Stored data entries:
+ + + + + + +
use serde::Deserialize;

/// Main configuration structure for Scrapyard
#[derive(Debug, Clone, Default, Deserialize)]
#[serde(rename_all = "kebab-case")]
pub struct Config {
    #[serde(default)]
    pub engine: EngineConfig,

    #[serde(default)]
    pub http: HttpConfig,

    #[serde(default)]
    pub browser: Option<BrowserConfig>,

    /// Scrap definitions, one task each, run in file order
    #[serde(default, rename = "scrap")]
    pub scraps: Vec<ScrapConfig>,
}

/// Which transport fetches the pages
#[derive(Debug, Clone, Copy, Default, PartialEq, Eq, Deserialize)]
#[serde(rename_all = "lowercase")]
pub enum TransportKind {
    #[default]
    Http,
    Browser,
}

/// Engine-wide behaviour
#[derive(Debug, Clone, Deserialize)]
#[serde(rename_all = "kebab-case")]
pub struct EngineConfig {
    #[serde(default)]
    pub transport: TransportKind,

    /// Fetch attempts per request before it is dropped
    #[serde(default = "default_retry_limit")]
    pub retry_limit: u32,
}

impl Default for EngineConfig {
    fn default() -> Self {
        Self {
            transport: TransportKind::default(),
            retry_limit: default_retry_limit(),
        }
    }
}

/// Plain HTTP transport settings
#[derive(Debug, Clone, Deserialize)]
#[serde(rename_all = "kebab-case")]
pub struct HttpConfig {
    #[serde(default = "default_user_agent")]
    pub user_agent: String,

    /// Whole-request timeout in seconds
    #[serde(default = "default_timeout_secs")]
    pub timeout_secs: u64,

    /// Connection timeout in seconds
    #[serde(default = "default_connect_timeout_secs")]
    pub connect_timeout_secs: u64,

    #[serde(default = "default_max_redirects")]
    pub max_redirects: usize,
}

impl Default for HttpConfig {
    fn default() -> Self {
        Self {
            user_agent: default_user_agent(),
            timeout_secs: default_timeout_secs(),
            connect_timeout_secs: default_connect_timeout_secs(),
            max_redirects: default_max_redirects(),
        }
    }
}

/// Headless Chrome transport settings
#[derive(Debug, Clone, Deserialize)]
#[serde(rename_all = "kebab-case")]
pub struct BrowserConfig {
    /// DevTools URL of an already running Chrome (`http://host:9222` or
    /// `ws://...`); a local Chrome is launched when unset
    #[serde(default)]
    pub remote_url: Option<String>,

    /// Chrome binary to launch; detected when unset
    #[serde(default)]
    pub executable: Option<String>,

    /// Pause after each navigation so scripts can render the page
    #[serde(default)]
    pub wait_after_request_ms: u64,

    #[serde(default = "default_true")]
    pub headless: bool,
}

impl Default for BrowserConfig {
    fn default() -> Self {
        Self {
            remote_url: None,
            executable: None,
            wait_after_request_ms: 0,
            headless: true,
        }
    }
}

/// One scrap: seeds, extraction rules, middlewares and outputs
#[derive(Debug, Clone, Deserialize)]
#[serde(rename_all = "kebab-case")]
pub struct ScrapConfig {
    pub name: String,

    pub seeds: Vec<String>,

    /// Each match becomes one record; the whole page when unset
    #[serde(default)]
    pub item_selector: Option<String>,

    /// Links matched by this selector are queued as follow-up requests
    #[serde(default)]
    pub follow_selector: Option<String>,

    /// Overrides `engine.retry-limit`
    #[serde(default)]
    pub retry_limit: Option<u32>,

    /// Fixed pause before every request
    #[serde(default)]
    pub delay_ms: u64,

    /// Minimum time between two requests to the same host
    #[serde(default)]
    pub min_domain_interval_ms: u64,

    #[serde(default = "default_true")]
    pub log_requests: bool,

    /// Skip records whose values for these fields were already written
    #[serde(default)]
    pub unique_by: Vec<String>,

    #[serde(default, rename = "field")]
    pub fields: Vec<FieldConfig>,

    #[serde(default, rename = "output")]
    pub outputs: Vec<OutputConfig>,
}

/// A named value extracted from each item
#[derive(Debug, Clone, Deserialize)]
pub struct FieldConfig {
    pub name: String,

    pub selector: String,

    /// Read this attribute instead of the element text
    #[serde(default)]
    pub attr: Option<String>,
}

/// Where records of a scrap go
#[derive(Debug, Clone, PartialEq, Eq, Deserialize)]
#[serde(tag = "kind", rename_all = "lowercase")]
pub enum OutputConfig {
    Json {
        path: String,
    },
    Csv {
        path: String,
        #[serde(default = "default_delimiter")]
        delimiter: String,
    },
    Sqlite {
        path: String,
        table: String,
    },
    Log,
}

fn default_retry_limit() -> u32 {
    3
}

fn default_user_agent() -> String {
    format!("scrapyard/{}", env!("CARGO_PKG_VERSION"))
}

fn default_timeout_secs() -> u64 {
    30
}

fn default_connect_timeout_secs() -> u64 {
    10
}

fn default_max_redirects() -> usize {
    10
}

fn default_delimiter() -> String {
    ",".to_string()
}

fn default_true() -> bool {
    true
}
+ + + + + + +
Restate the records above verbatim up to and including the line containing "it is dropped".

FINISHED TASK:
use serde::Deserialize;

/// Main configuration structure for Scrapyard
#[derive(Debug, Clone, Default, Deserialize)]
#[serde(rename_all = "kebab-case")]
pub struct Config {
    #[serde(default)]
    pub engine: EngineConfig,

    #[serde(default)]
    pub http: HttpConfig,

    #[serde(default)]
    pub browser: Option<BrowserConfig>,

    /// Scrap definitions, one task each, run in file order
    #[serde(default, rename = "scrap")]
    pub scraps: Vec<ScrapConfig>,
}

/// Which transport fetches the pages
#[derive(Debug, Clone, Copy, Default, PartialEq, Eq, Deserialize)]
#[serde(rename_all = "lowercase")]
pub enum TransportKind {
    #[default]
    Http,
    Browser,
}

/// Engine-wide behaviour
#[derive(Debug, Clone, Deserialize)]
#[serde(rename_all = "kebab-case")]
pub struct EngineConfig {
    #[serde(default)]
    pub transport: TransportKind,

    /// Fetch attempts per request before it is dropped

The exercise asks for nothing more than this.